That's sounds as a good user experience. One can argue that requiring the users too tweak too many variables is typically a sign of an immature technology.
While i 100% agree with you, again, nobody has told people not to tweak these variables. So where the real problem lies is in ones interpretation of the base settings.
If you and i have the same printer, printing the same things, you using stock settings and profiles, me highly tweaked.
Lets say i was to ask you what speed you print at, and you answered 60 to 70mms. Youve uncovered no hidden settings and just picked a preset cura profile, you are not truly printing at those speeds. The important aspects of the print (solid tops/bottoms, walls, etc are printed vastly slower. Generally these slower speeds are 50%. So how can you tell people that you print at 60+ mms when the majority of the print is done at 30mms.
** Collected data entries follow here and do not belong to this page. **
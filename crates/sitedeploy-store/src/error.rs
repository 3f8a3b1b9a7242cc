//! Error types for sitedeploy-store

use thiserror::Error;

/// Errors that can occur while reading or writing objects
#[derive(Error, Debug)]
pub enum StorageError {
    /// Object does not exist
    #[error("object not found: {key}")]
    NotFound { key: String },

    /// Key cannot be mapped onto the backend (empty, absolute, `..` segments)
    #[error("invalid object key '{key}': {reason}")]
    InvalidKey { key: String, reason: String },

    /// No store registered for a bucket name
    #[error("no store registered for bucket '{0}'")]
    UnknownBucket(String),

    /// Bucket exists in configuration but not on the backend
    #[error("bucket '{0}' does not exist")]
    BucketNotFound(String),

    /// Backend configuration is unusable
    #[error("invalid store configuration: {0}")]
    InvalidConfig(String),

    /// Failure reported by the storage backend
    #[error("storage backend error: {0}")]
    Backend(String),

    /// IO error
    #[error("IO error: {0}")]
    Io(#[from] std::io::Error),
}

impl From<object_store::Error> for StorageError {
    fn from(err: object_store::Error) -> Self {
        match err {
            object_store::Error::NotFound { path, .. } => StorageError::NotFound { key: path },
            other => StorageError::Backend(other.to_string()),
        }
    }
}

impl From<walkdir::Error> for StorageError {
    fn from(err: walkdir::Error) -> Self {
        StorageError::Backend(err.to_string())
    }
}
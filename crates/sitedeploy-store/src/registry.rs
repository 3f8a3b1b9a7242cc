//! Bucket-name resolution.

use std::collections::HashMap;
use std::path::PathBuf;
use std::sync::Arc;

use serde::{Deserialize, Serialize};
use tracing::debug;

use crate::error::StorageError;
use crate::fakes::MemoryBlobStore;
use crate::fs::FsBlobStore;
use crate::s3::S3BlobStore;
use crate::storage_traits::{BlobStore, StorageLocation, StorageResult};

/// Configuration for one storage backend.
#[derive(Debug, Clone, Serialize, Deserialize, Default, PartialEq, Eq)]
#[serde(tag = "type", rename_all = "snake_case")]
pub enum StoreConfig {
    /// In-memory storage (for testing)
    #[default]
    Memory,

    /// Local filesystem storage
    Local {
        /// Path to the bucket directory
        path: PathBuf,
    },

    /// S3-compatible storage (AWS S3, MinIO, etc.)
    S3 {
        /// S3 endpoint URL (e.g., "http://localhost:9000" for MinIO)
        endpoint: String,
        /// Access key ID
        access_key: String,
        /// Secret access key
        secret_key: String,
        /// Bucket name on the backend
        bucket: String,
        /// Optional region (defaults to "us-east-1")
        region: Option<String>,
    },
}

/// A bucket name bound to the backend that serves it.
#[derive(Debug, Clone, Serialize, Deserialize, PartialEq, Eq)]
pub struct BucketConfig {
    pub bucket: String,
    pub backend: StoreConfig,
}

/// Maps bucket names to stores.
#[derive(Clone, Default)]
pub struct StoreRegistry {
    stores: HashMap<String, Arc<dyn BlobStore>>,
}

impl std::fmt::Debug for StoreRegistry {
    fn fmt(&self, f: &mut std::fmt::Formatter<'_>) -> std::fmt::Result {
        let mut buckets: Vec<_> = self.stores.keys().collect();
        buckets.sort();
        f.debug_struct("StoreRegistry")
            .field("buckets", &buckets)
            .finish()
    }
}

impl StoreRegistry {
    pub fn new() -> Self {
        Self::default()
    }

    /// Build a registry from bucket configurations.
    pub async fn from_configs(configs: &[BucketConfig]) -> StorageResult<Self> {
        let mut registry = Self::new();
        for cfg in configs {
            let store: Arc<dyn BlobStore> = match &cfg.backend {
                StoreConfig::Memory => Arc::new(MemoryBlobStore::new()),
                StoreConfig::Local { path } => Arc::new(FsBlobStore::new(path)?),
                StoreConfig::S3 {
                    endpoint,
                    access_key,
                    secret_key,
                    bucket,
                    region,
                } => Arc::new(
                    S3BlobStore::connect(
                        endpoint,
                        access_key,
                        secret_key,
                        bucket,
                        region.as_deref(),
                    )
                    .await?,
                ),
            };
            debug!(bucket = %cfg.bucket, "registered store");
            registry.insert(&cfg.bucket, store);
        }
        Ok(registry)
    }

    pub fn insert(&mut self, bucket: &str, store: Arc<dyn BlobStore>) {
        self.stores.insert(bucket.to_string(), store);
    }

    pub fn with_store(mut self, bucket: &str, store: Arc<dyn BlobStore>) -> Self {
        self.insert(bucket, store);
        self
    }

    /// Resolve the store for `bucket`.
    pub fn bucket(&self, bucket: &str) -> StorageResult<Arc<dyn BlobStore>> {
        self.stores
            .get(bucket)
            .cloned()
            .ok_or_else(|| StorageError::UnknownBucket(bucket.to_string()))
    }

    /// Read the object at `location`.
    pub async fn read(&self, location: &StorageLocation) -> StorageResult<Vec<u8>> {
        self.bucket(&location.bucket_name)?
            .get(&location.object_key)
            .await
    }
}
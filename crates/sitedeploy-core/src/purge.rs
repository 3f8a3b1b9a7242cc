//! Stale-object deletion.
//!
//! Deletions here never fail a deployment. Each failure is logged and
//! counted, and the remaining keys are still attempted.

use std::collections::BTreeSet;

use sitedeploy_store::BlobStore;

use crate::metrics::METRICS;
use crate::obs;

#[derive(Debug, Clone, Default, PartialEq, Eq)]
pub struct PurgeReport {
    pub deleted: Vec<String>,
    pub failed: Vec<String>,
}

/// Keys present before that are absent now.
pub fn stale_keys(previous: &BTreeSet<String>, current: &BTreeSet<String>) -> Vec<String> {
    previous.difference(current).cloned().collect()
}

/// Delete `keys` from `store`, warning on each failure.
pub async fn purge(store: &dyn BlobStore, keys: &[String]) -> PurgeReport {
    let mut report = PurgeReport::default();
    for key in keys {
        match store.delete(key).await {
            Ok(()) => {
                METRICS.inc_purged();
                report.deleted.push(key.clone());
            }
            Err(e) => {
                METRICS.inc_purge_failures();
                obs::emit_purge_failed(key, &e);
                report.failed.push(key.clone());
            }
        }
    }
    report
}

#[cfg(test)]
mod tests {
    use sitedeploy_store::fakes::MemoryBlobStore;

    use super::*;

    fn set(keys: &[&str]) -> BTreeSet<String> {
        keys.iter().map(|k| k.to_string()).collect()
    }

    #[test]
    fn stale_is_previous_minus_current() {
        let stale = stale_keys(&set(&["a.txt", "b.txt", "c.txt"]), &set(&["b.txt", "d.txt"]));
        assert_eq!(stale, vec!["a.txt", "c.txt"]);
    }

    #[tokio::test]
    async fn failures_do_not_stop_the_purge() {
        let store = MemoryBlobStore::new();
        store.insert("a.txt", b"a");
        store.insert("b.txt", b"b");
        store.fail_delete("a.txt");

        let report = purge(&store, &["a.txt".to_string(), "b.txt".to_string()]).await;
        assert_eq!(report.deleted, vec!["b.txt"]);
        assert_eq!(report.failed, vec!["a.txt"]);
        assert!(store.object("a.txt").is_some());
        assert!(store.object("b.txt").is_none());
    }
}
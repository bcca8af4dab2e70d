//! Cluster sizing library
//!
//! This crate provides the core functionality for:
//! - Aggregating workload resource requests across a cluster
//! - Computing current capacity from node groups
//! - Sizing and ranking node-pool options from an instance catalog
//! - Resolving on-demand prices with source fallback
//! - Assembling structured sizing reports

pub mod aggregator;
pub mod analysis;
pub mod capacity;
pub mod catalog;
pub mod config;
pub mod engine;
pub mod error;
pub mod models;
pub mod observability;
pub mod pricing;
pub mod report;

pub use analysis::{Analyzer, AnalyzerBuilder};
pub use catalog::InstanceCatalog;
pub use config::SizingConfig;
pub use error::{Result, SizingError};
pub use models::*;
pub use observability::StructuredLogger;
pub use report::{CapacityReport, Notice, Severity, SizingReport};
This leads to a lot of problems because there is no equality between printers, hardware, software, firmware, and users.
The simplicity of the users interaction is great. When was the last time you calibrated you inkjet or laserjet printer? If ever?
You have people out there giving advice to other people and they really dont know anything about their printer. These people are producing amazing prints at breakneck speeds...or what looks like breakneck speeds, but are printing incredibly slower and they dont know it.
And easy solution to this is changing the name "print speed" to something like "base speed". Then when processing the slices to produce the GCode, it provides you with "average speed". That calculated average speed in many case is going to be 30 to 40mms.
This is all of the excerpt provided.